TASK INSTRUCTIONS:
Here are the records. Write out exactly the lines between the one holding "a separator-delimited list" and the one holding "only its interior", inclusive.
Segment Start: DATA TO USE
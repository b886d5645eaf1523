use serde::{Deserialize, Serialize};

use super::position::TextRange;

/// Delimiter and list metadata attached to a matched range
#[derive(Debug, Clone, Default, PartialEq, Eq, Serialize, Deserialize)]
pub struct SelectionContext {
    /// The range is one element of a separator-delimited list
    #[serde(default)]
    pub is_in_delimited_list: bool,
    /// Separator to use when inserting a new sibling element
    #[serde(skip_serializing_if = "Option::is_none")]
    pub containing_list_delimiter: Option<String>,
    #[serde(skip_serializing_if = "Option::is_none")]
    pub leading_delimiter: Option<TextRange>,
    #[serde(skip_serializing_if = "Option::is_none")]
    pub trailing_delimiter: Option<TextRange>,
    /// The whole enclosing construct, when the content is only its interior
    #[serde(skip_serializing_if = "Option::is_none")]
    pub outer_range: Option<TextRange>,
}

/// A concrete range produced by a node matcher
#[derive(Debug, Clone, PartialEq, Eq, Serialize, Deserialize)]
pub struct Selection {
    pub range: TextRange,
    #[serde(default)]
    pub context: SelectionContext,
}

impl Selection {
    pub fn new(range: TextRange) -> Self {
        Self {
            range,
            context: SelectionContext::default(),
        }
    }

    pub fn with_context(range: TextRange, context: SelectionContext) -> Self {
        Self { range, context }
    }

    /// Range to delete so that the surrounding construct stays well formed.
    ///
    /// A trailing delimiter is preferred over a leading one, so removing the
    /// first element of a list does not eat the opening bracket side.
    pub fn removal_range(&self) -> TextRange {
        if let Some(outer) = self.context.outer_range {
            return outer;
        }
        if let Some(trailing) = self.context.trailing_delimiter {
            return self.range.union(&trailing);
        }
        if let Some(leading) = self.context.leading_delimiter {
            return self.range.union(&leading);
        }
        self.range
    }
}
Segment End: DATA TO USE
RESPONSE:
    /// The range is one element of a separator-delimited list
    #[serde(default)]
    pub is_in_delimited_list: bool,
    /// Separator to use when inserting a new sibling element
    #[serde(skip_serializing_if = "Option::is_none")]
    pub containing_list_delimiter: Option<String>,
    #[serde(skip_serializing_if = "Option::is_none")]
    pub leading_delimiter: Option<TextRange>,
    #[serde(skip_serializing_if = "Option::is_none")]
    pub trailing_delimiter: Option<TextRange>,
    /// The whole enclosing construct, when the content is only its interior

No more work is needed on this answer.